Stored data

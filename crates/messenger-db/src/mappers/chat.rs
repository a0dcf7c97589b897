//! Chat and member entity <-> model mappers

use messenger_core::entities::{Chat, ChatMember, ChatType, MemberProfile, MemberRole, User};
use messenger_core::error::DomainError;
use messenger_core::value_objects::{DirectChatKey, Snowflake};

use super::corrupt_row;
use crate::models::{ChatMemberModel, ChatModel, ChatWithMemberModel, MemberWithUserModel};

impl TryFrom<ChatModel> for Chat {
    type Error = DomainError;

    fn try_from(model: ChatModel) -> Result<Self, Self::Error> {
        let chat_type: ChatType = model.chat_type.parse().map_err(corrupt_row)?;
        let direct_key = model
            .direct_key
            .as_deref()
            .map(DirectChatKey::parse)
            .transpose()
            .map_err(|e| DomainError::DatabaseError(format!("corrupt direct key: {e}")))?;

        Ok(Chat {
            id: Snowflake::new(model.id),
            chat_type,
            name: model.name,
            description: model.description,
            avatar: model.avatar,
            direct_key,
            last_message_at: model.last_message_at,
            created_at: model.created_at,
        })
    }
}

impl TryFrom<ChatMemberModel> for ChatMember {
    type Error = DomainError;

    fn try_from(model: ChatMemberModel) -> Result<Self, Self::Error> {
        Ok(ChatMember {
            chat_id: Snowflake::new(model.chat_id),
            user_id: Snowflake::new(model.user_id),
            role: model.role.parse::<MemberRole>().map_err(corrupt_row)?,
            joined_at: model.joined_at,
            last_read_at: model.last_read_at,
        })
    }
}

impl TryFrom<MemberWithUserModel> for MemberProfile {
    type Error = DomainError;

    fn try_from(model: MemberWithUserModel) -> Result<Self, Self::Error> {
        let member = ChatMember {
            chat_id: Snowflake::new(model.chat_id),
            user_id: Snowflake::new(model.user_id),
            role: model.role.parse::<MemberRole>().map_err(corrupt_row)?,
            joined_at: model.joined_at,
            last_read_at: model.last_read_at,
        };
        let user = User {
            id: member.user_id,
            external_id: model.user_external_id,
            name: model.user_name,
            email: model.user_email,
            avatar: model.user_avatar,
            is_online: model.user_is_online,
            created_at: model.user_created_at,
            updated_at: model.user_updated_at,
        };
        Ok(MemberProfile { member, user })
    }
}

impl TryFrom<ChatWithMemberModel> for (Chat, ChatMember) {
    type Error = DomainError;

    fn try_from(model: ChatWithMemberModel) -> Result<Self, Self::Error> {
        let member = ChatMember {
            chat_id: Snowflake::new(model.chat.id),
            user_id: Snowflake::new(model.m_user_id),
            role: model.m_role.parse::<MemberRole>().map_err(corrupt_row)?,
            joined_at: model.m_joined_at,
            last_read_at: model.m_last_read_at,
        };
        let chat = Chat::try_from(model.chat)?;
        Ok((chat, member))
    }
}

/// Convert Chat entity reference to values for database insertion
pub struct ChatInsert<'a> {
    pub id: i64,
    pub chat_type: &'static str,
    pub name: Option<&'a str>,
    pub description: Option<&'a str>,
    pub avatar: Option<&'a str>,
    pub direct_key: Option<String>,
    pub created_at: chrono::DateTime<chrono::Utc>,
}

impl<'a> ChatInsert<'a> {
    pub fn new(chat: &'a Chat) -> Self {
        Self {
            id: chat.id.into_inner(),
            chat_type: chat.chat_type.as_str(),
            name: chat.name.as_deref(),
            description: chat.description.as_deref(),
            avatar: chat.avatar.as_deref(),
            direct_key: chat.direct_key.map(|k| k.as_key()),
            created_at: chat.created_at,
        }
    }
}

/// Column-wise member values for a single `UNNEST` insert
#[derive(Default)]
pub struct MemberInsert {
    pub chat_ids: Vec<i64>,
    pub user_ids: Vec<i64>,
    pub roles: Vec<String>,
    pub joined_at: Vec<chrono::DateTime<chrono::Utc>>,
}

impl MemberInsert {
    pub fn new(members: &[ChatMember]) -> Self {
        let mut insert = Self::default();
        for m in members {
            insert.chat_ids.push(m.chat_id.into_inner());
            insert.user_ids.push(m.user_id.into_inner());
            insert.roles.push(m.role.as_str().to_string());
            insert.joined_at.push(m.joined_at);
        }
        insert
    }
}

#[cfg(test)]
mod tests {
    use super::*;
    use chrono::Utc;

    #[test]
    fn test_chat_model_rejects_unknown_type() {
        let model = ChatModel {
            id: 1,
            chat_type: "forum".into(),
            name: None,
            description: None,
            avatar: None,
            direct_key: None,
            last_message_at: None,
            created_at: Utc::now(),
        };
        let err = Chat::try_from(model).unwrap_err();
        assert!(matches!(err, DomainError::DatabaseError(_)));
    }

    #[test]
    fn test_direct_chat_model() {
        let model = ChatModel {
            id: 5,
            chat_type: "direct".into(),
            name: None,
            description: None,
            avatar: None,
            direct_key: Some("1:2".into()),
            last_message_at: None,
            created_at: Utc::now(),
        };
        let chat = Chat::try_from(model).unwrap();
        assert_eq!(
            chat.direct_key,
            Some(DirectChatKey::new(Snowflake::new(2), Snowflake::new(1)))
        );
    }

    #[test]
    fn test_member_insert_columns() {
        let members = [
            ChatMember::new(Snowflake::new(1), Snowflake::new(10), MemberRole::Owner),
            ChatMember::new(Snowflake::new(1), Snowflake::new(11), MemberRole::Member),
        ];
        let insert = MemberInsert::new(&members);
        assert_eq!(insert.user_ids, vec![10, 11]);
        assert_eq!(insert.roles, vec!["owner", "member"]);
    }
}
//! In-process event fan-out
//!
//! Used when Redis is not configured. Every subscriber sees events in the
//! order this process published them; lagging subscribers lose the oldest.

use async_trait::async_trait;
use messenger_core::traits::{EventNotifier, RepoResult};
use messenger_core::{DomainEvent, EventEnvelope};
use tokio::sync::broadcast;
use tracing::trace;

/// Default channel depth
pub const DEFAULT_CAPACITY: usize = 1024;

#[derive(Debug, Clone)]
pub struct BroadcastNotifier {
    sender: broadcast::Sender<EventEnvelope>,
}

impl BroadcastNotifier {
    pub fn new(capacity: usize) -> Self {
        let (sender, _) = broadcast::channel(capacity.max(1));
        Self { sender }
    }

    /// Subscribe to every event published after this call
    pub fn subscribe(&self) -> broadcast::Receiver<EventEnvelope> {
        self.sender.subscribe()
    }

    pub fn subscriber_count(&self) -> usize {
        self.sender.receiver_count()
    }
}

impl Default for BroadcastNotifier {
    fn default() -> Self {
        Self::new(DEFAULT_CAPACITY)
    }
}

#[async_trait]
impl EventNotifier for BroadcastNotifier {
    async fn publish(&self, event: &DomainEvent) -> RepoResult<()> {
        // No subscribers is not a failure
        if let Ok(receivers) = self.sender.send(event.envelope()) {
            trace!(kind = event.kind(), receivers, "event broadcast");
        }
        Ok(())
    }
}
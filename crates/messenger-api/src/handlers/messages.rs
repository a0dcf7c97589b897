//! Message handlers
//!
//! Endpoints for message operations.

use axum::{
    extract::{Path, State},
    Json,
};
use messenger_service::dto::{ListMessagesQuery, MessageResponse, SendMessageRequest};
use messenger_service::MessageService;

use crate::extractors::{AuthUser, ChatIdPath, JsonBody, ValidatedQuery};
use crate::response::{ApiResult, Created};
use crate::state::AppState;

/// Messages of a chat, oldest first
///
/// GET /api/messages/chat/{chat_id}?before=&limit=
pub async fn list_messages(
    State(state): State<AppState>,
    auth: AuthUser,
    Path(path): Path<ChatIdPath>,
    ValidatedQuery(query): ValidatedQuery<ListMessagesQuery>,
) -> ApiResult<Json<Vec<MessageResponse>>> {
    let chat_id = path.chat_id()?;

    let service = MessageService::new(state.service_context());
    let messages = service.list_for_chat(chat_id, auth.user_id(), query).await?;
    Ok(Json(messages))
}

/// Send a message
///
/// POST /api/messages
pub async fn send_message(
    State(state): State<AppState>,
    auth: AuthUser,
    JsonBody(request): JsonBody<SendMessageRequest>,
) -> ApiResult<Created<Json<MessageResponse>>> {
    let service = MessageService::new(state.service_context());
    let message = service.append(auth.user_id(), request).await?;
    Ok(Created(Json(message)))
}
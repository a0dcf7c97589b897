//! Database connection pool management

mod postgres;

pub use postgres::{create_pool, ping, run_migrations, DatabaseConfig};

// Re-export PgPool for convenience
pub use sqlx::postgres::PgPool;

# PROBLEM REQUIREMENTS
Copy out every line in the records where the word "DateTime" is found.

# ANSWER SECTION
    pub created_at: chrono::DateTime<chrono::Utc>,
    pub joined_at: Vec<chrono::DateTime<chrono::Utc>>,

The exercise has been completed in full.